Does procedural fairness demand that schools get the parents involved in every disciplinary action? The issue has been litigated in New Zealand over recent years with the NZ Court of Appeal having the final word recently.

A statutory regime in NZ meant parents had to be involved after a suspension. But did they have to be contacted beforehand? The Court said: The context for the investigation and decision-making for a suspension is that those undertaking the exercise are teachers who are no doubt expert in teaching, but are not lawyers or police officers. Decisions will sometimes be required to be made with urgency, to prevent ongoing disruption or to protect the safety of other students. The level of seriousness of the alleged misconduct will vary from case to case…. And the principal and other teachers have other responsibilities.

The expectations of parents of students who do not misbehave are that teachers will be engaged in the education of those students. In this case, the student complement of the College is … over 1800.

The Court also noted that:

  1. Allegations may prove unfounded after questioning a student, in which case the parents will have been involved unnecessarily. In the absence of unsolicited admissions of misconduct, some investigation and questioning of students may well be necessary before the seriousness of the misconduct can be assessed.
  2. Questioning a student will allow teachers to assess the seriousness of misconduct to determine whether a suspension is even a possibility. It may be that the questioning will reveal that the behaviour is not as serious as suspected and that therefore suspension does not need to be considered as a disciplinary measure. Requiring parental involvement may lead to parents becoming involved unnecessarily when the conduct is ultimately found to be relatively trivial.
  3. If parents are unwilling or unavailable to attend, this may unduly hold up the investigation process. There needs to be sufficient leeway to allow matters to be dealt with swiftly where required. Imposing a requirement to involve parents before suspension may prevent such swift action.

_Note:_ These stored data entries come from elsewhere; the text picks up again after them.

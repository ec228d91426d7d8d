//! A process-local, best-effort `pathUpdated` pub/sub bus. Delivery is
//! deferred to a background dispatch thread so a slow listener never blocks
//! the writer that triggered it, and listener panics are caught and logged
//! rather than propagated.

use std::collections::HashMap;
use std::panic::{self, AssertUnwindSafe};
use std::sync::mpsc::{self, Sender};
use std::sync::{Arc, Mutex};
use std::thread::JoinHandle;

pub type Listener = Box<dyn Fn(&str, u64) + Send + Sync + 'static>;

struct Inner {
    listeners: Mutex<Vec<Listener>>,
}

/// A handle to the background dispatcher. Dropping it stops the thread.
pub struct EventBus {
    inner: Arc<Inner>,
    /// `None` only during drop, which closes the channel so the dispatch
    /// thread's `recv` disconnects and the join below can finish.
    sender: Option<Sender<(String, u64)>>,
    worker: Option<JoinHandle<()>>,
}

impl EventBus {
    pub fn new() -> Self {
        Self::with_capacity(usize::MAX)
    }

    /// `queue_capacity` is a diagnostic threshold, not a bound: emitting
    /// never blocks regardless of how many events are pending. When a
    /// single dispatch batch coalesces more than `queue_capacity` distinct
    /// paths, a warning is logged so a runaway producer is visible without
    /// slowing it down.
    pub fn with_capacity(queue_capacity: usize) -> Self {
        let inner = Arc::new(Inner {
            listeners: Mutex::new(Vec::new()),
        });
        let (sender, receiver) = mpsc::channel::<(String, u64)>();
        let dispatch_inner = inner.clone();
        let worker = std::thread::spawn(move || {
            loop {
                let first = match receiver.recv() {
                    Ok(item) => item,
                    Err(_) => return, // sender dropped: shut down
                };
                // Coalesce everything already queued for this tick by
                // (path, maxVersion).
                let mut batch: HashMap<String, u64> = HashMap::new();
                batch.insert(first.0, first.1);
                while let Ok((path, version)) = receiver.try_recv() {
                    batch
                        .entry(path)
                        .and_modify(|v| *v = (*v).max(version))
                        .or_insert(version);
                }
                if batch.len() > queue_capacity {
                    tracing::warn!(
                        batch_len = batch.len(),
                        queue_capacity,
                        "pathUpdated dispatch batch exceeded configured queue capacity"
                    );
                }
                let listeners = dispatch_inner
                    .listeners
                    .lock()
                    .expect("event bus listeners mutex poisoned");
                for (path, version) in batch {
                    for listener in listeners.iter() {
                        let result = panic::catch_unwind(AssertUnwindSafe(|| {
                            listener(&path, version);
                        }));
                        if result.is_err() {
                            tracing::warn!(path = %path, version, "pathUpdated listener panicked, skipping");
                        }
                    }
                }
            }
        });
        EventBus {
            inner,
            sender: Some(sender),
            worker: Some(worker),
        }
    }

    /// Registers a listener, invoked in registration order for every batch.
    pub fn on(&self, listener: Listener) {
        self.inner
            .listeners
            .lock()
            .expect("event bus listeners mutex poisoned")
            .push(listener);
    }

    /// Emits a `pathUpdated(path, version)` event, delivered asynchronously.
    pub fn emit(&self, path: impl Into<String>, version: u64) {
        // A closed receiver (dispatcher thread panicked) makes delivery
        // best-effort by definition; dropping the event is the only
        // sensible outcome here.
        if let Some(sender) = &self.sender {
            let _ = sender.send((path.into(), version));
        }
    }

    /// Blocks briefly to give the dispatcher thread a chance to drain the
    /// queue; intended for tests.
    #[cfg(test)]
    pub fn flush_for_test(&self) {
        std::thread::sleep(std::time::Duration::from_millis(50));
    }
}

impl Drop for EventBus {
    fn drop(&mut self) {
        // Close the channel first: the dispatcher exits once `recv`
        // disconnects, and only then can the join return.
        self.sender = None;
        if let Some(worker) = self.worker.take() {
            let _ = worker.join();
        }
    }
}

impl Default for EventBus {
    fn default() -> Self {
        EventBus::new()
    }
}

#[cfg(test)]
mod tests {
    use super::*;
    use std::sync::atomic::{AtomicU64, Ordering};

    #[test]
    fn listener_receives_emitted_event() {
        let bus = EventBus::new();
        let seen = Arc::new(AtomicU64::new(0));
        let seen2 = seen.clone();
        bus.on(Box::new(move |_path, version| {
            seen2.store(version, Ordering::SeqCst);
        }));
        bus.emit("pigeon-optics:/s/u:n", 3);
        bus.flush_for_test();
        assert_eq!(seen.load(Ordering::SeqCst), 3);
    }

    #[test]
    fn emit_never_blocks_even_past_queue_capacity() {
        let bus = EventBus::with_capacity(1);
        let seen = Arc::new(AtomicU64::new(0));
        let seen2 = seen.clone();
        bus.on(Box::new(move |_path, version| {
            seen2.store(version, Ordering::SeqCst);
        }));
        for i in 0..5 {
            bus.emit(format!("p{i}"), i);
        }
        bus.flush_for_test();
        // No assertion on which path "won" the coalesce race; the point is
        // that five emits past a capacity of one didn't panic or block.
        assert!(seen.load(Ordering::SeqCst) < 5);
    }

    #[test]
    fn panicking_listener_does_not_block_others() {
        let bus = EventBus::new();
        let seen = Arc::new(AtomicU64::new(0));
        let seen2 = seen.clone();
        bus.on(Box::new(|_path, _version| panic!("boom")));
        bus.on(Box::new(move |_path, version| {
            seen2.store(version, Ordering::SeqCst);
        }));
        bus.emit("p", 9);
        bus.flush_for_test();
        assert_eq!(seen.load(Ordering::SeqCst), 9);
    }
}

Formulas don’t work when considering what procedural fairness demands. What is required is the fair treatment of students. Overbearing behaviour by a teacher undertaking an investigation would compromise the fairness of the process. Parental involvement may be desirable where that can be provided for without compromising the effectiveness and promptness of the investigation. Such involvement may reduce the risk of later challenge, or the likelihood of such a challenge succeeding. But a failure to involve parents in an otherwise fair process doesn’t breach the procedural fairness principles or compromise the basis of a decision to suspend a student.
 


Disciplining the Disabled

Eileen was a Special Needs Teacher at a Tasmanian school for the disabled. She had been employed by the Department of Education for 38 years and had worked at this school for about 18 years. Eileen admitted that in early 2008 she had applied "Nail Bitter" to one boy's lip during a violent episode to distract him and on two other occasions to the same boy in similar circumstances. Nail Bitter is a liquid with an unpleasant taste which is applied to fingers, around wounds and on toys to dissuade children from putting things into their mouths.

Eileen was dismissed for allegedly being in breach of the Department's Code of Conduct. Among other things, the Department said that, by administering "a foreign substance" to the boy, Eileen had failed in her duty of care responsibilities toward him. It also said that she had failed to comply with school-based guidelines and plans relating to the management and/or modification of student behaviour. It said that she had failed to treat him with respect and without harassment and victimisation. The Department also said that it took into consideration an assertion that a number of complaints had been made against Eileen for allegedly swearing at students in 2003. She vehemently denied this but said she may have sworn at the computer!

Eileen's unchallenged account of what happened was: (The boy) had one of his violent outbursts. These outbursts are characterized by extremely loud and constant profanity, stripping naked, attack with fingernail, fists, teeth; hair pulling, missile hurling, equipment destruction, and attention seeking by eating his own faeces if it is available. (The boy) has great stamina and is able to keep this up for at least 3 hours. The outbursts usually occur for no apparent reason endangering other students my teacher aides and myself.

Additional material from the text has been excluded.